Час назад она выскочила на улицу и позвонила Кириллу из автомата. Тот категорически отказался привезти ей обогреватель, заявил, что срочно уезжает по делам – это на ночь-то глядя! И вообще он посоветовал ей закрыть ларек и уматывать домой.
– Но, Кирюша, миленький, я же не могу вот так все бросить… Лерка может в любой момент приехать с проверкой, и потом, выручка… – всхлипывала окоченевшая Любанька.
– Любка, ты меня достала! Твоя жадность тебя погубит. Все, мне некогда. Пока.
Жадность! Это у нее-то, у Любки, жадность?! Любанька глотала горькие слезы и запивала их водкой. Ей многое приходилось терпеть от Кирилла, но подобной несправедливости она не ожидала.
Уже четыре месяца она мучилась в этом проклятом ларьке, и на ее зарплату жила вся семья. Кирилл получал небольшие деньги в своем банке, но никогда не отдавал в дом ни копейки. Однажды она попыталась поговорить с ним, но ответ был один:
– Мне нужны карманные деньги! Дома я только завтракаю, я должен на что-то есть, плюс транспорт. Сама понимаешь…
В дверях появился Колян:
– Мог бы ужинать дома. И вместо такси ездить в метро.
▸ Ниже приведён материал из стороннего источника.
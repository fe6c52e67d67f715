#![allow(dead_code)]

use anyhow::{Context, Result};
use calamine::{Data, Reader, Xlsx, open_workbook};
use rust_xlsxwriter::Workbook;
use std::{
    io::{Cursor, Read, Write},
    path::Path,
};

/// A one-sheet template with placeholders in A64/B64 and A74/B74.
pub fn write_template(path: &Path) -> Result<()> {
    let mut workbook = Workbook::new();
    let sheet = workbook.add_worksheet();
    sheet.set_name("Décharge")?;
    sheet.write_string(0, 0, "Tableau de décharge syndicale")?;
    sheet.write_string(63, 0, "Syndicat")?;
    sheet.write_number(63, 1, 0.0)?;
    sheet.write_string(73, 0, "Syndicat")?;
    sheet.write_number(73, 1, 0.0)?;
    workbook.save(path)?;
    Ok(())
}

/// Template whose C64 multiplies the rate by 1607, cached result 0, saved the way
/// Excel saves it: no `fullCalcOnLoad`, with a calculation chain listing C64.
pub fn write_formula_template(path: &Path) -> Result<()> {
    let mut workbook = Workbook::new();
    let sheet = workbook.add_worksheet();
    sheet.write_string(63, 0, "Syndicat")?;
    sheet.write_number(63, 1, 0.0)?;
    sheet.write_formula(63, 2, "=B64*1607")?;
    workbook.save(path)?;

    let mut zin = zip::ZipArchive::new(Cursor::new(std::fs::read(path)?))?;
    let mut zout = zip::ZipWriter::new(Cursor::new(Vec::new()));
    let opt = zip::write::SimpleFileOptions::default();
    for i in 0..zin.len() {
        let mut file = zin.by_index(i)?;
        let name = file.name().to_owned();
        let mut body = String::new();
        file.read_to_string(&mut body)?;
        let body = match name.as_str() {
            "xl/workbook.xml" => body.replace(r#" fullCalcOnLoad="1""#, ""),
            "xl/_rels/workbook.xml.rels" => body.replace(
                "</Relationships>",
                r#"<Relationship Id="rId99" Type="http://schemas.openxmlformats.org/officeDocument/2006/relationships/calcChain" Target="calcChain.xml"/></Relationships>"#,
            ),
            "[Content_Types].xml" => body.replace(
                "</Types>",
                r#"<Override PartName="/xl/calcChain.xml" ContentType="application/vnd.openxmlformats-officedocument.spreadsheetml.calcChain+xml"/></Types>"#,
            ),
            _ => body,
        };
        zout.start_file(name, opt)?;
        zout.write_all(body.as_bytes())?;
    }
    zout.start_file("xl/calcChain.xml", opt)?;
    zout.write_all(
        br#"<calcChain xmlns="http://schemas.openxmlformats.org/spreadsheetml/2006/main"><c r="C64" i="1"/></calcChain>"#,
    )?;
    std::fs::write(path, zout.finish()?.into_inner())?;
    Ok(())
}

/// Text of an archive entry, `None` when absent.
pub fn entry(path: &Path, name: &str) -> Result<Option<String>> {
    let mut zin = zip::ZipArchive::new(std::fs::File::open(path)?)?;
    let Ok(mut file) = zin.by_name(name) else {
        return Ok(None);
    };
    let mut body = String::new();
    file.read_to_string(&mut body)?;
    Ok(Some(body))
}

/// Same template, already protected without a password.
pub fn write_protected_template(path: &Path) -> Result<()> {
    let mut workbook = Workbook::new();
    let sheet = workbook.add_worksheet();
    sheet.write_string(63, 0, "Syndicat")?;
    sheet.protect();
    workbook.save(path)?;
    Ok(())
}

/// Header, one row per pair, then a "Total" row.
pub fn write_mapping(path: &Path, rows: &[(&str, f64)]) -> Result<()> {
    let mut workbook = Workbook::new();
    let sheet = workbook.add_worksheet();
    sheet.write_string(0, 0, "Syndicat")?;
    sheet.write_string(0, 1, "Quotité proposée")?;
    for (i, (name, rate)) in rows.iter().enumerate() {
        let row = i as u32 + 1;
        sheet.write_string(row, 0, *name)?;
        sheet.write_number(row, 1, *rate)?;
    }
    let total_row = rows.len() as u32 + 1;
    sheet.write_string(total_row, 0, "Total")?;
    sheet.write_number(total_row, 1, rows.iter().map(|(_, r)| r).sum::<f64>())?;
    workbook.save(path)?;
    Ok(())
}

pub const EXAMPLE: [(&str, f64); 2] = [("Ain (01)", 0.567), ("Aisne (02)", 0.312)];

/// Value of a cell (0-based row/col) on the first sheet.
pub fn cell(path: &Path, row: u32, col: u32) -> Result<Data> {
    let mut workbook: Xlsx<_> = open_workbook(path)?;
    let range = workbook.worksheet_range_at(0).context("no sheet")??;
    Ok(range.get_value((row, col)).cloned().unwrap_or(Data::Empty))
}

/// File names in `dir`, sorted.
pub fn listing(dir: &Path) -> Result<Vec<String>> {
    let mut names = std::fs::read_dir(dir)?
        .map(|e| Ok(e?.file_name().to_string_lossy().into_owned()))
        .collect::<Result<Vec<_>>>()?;
    names.sort();
    Ok(names)
}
Зависла пауза. Кирилл спокойно закурил, закинул ногу на ногу и уставился на Коляна холодным, наглым взглядом:
– Устами младенца, да?.. Не рановато ли реплики отпускаешь?
Неожиданно он заорал:
– Не смей лезть в мои дела, гаденыш!!
Люба даже охнула. Колян смолчал, сжал кулаки и вышел.
С тех пор они не разговаривали, а Любанька металась между двух огней.
Дом напоминал коммуналку, где все друг друга ненавидят, соблюдая лишь внешние приличия.
Обида переполняла Любаньку, она не заслуживала подобного хамства, но особенно жалко ей было Коляна, вся вина которого заключалась в том, что он уже начал кое-что понимать.
Подвалили какие-то мужики, долго суетились, приставали к ней с расспросами, но купили всего лишь пачку сигарет.
«Вот, блин, только холоду напустили!» – зло подумала Любанька и захлопнула окошко. Через пять минут еще кто-то поскребся в стекло. Закоченевшим пальцем в обрезанной шерстяной перчатке Любка открыла задвижку, и в растворившееся оконце просунулась голова в мгновенно запотевших очках. Обдав Любку винными парами, прокуренный женский голос произнес:
– Девушка, у вас тут, это самое… шампанское есть? Только чтобы полусладкое.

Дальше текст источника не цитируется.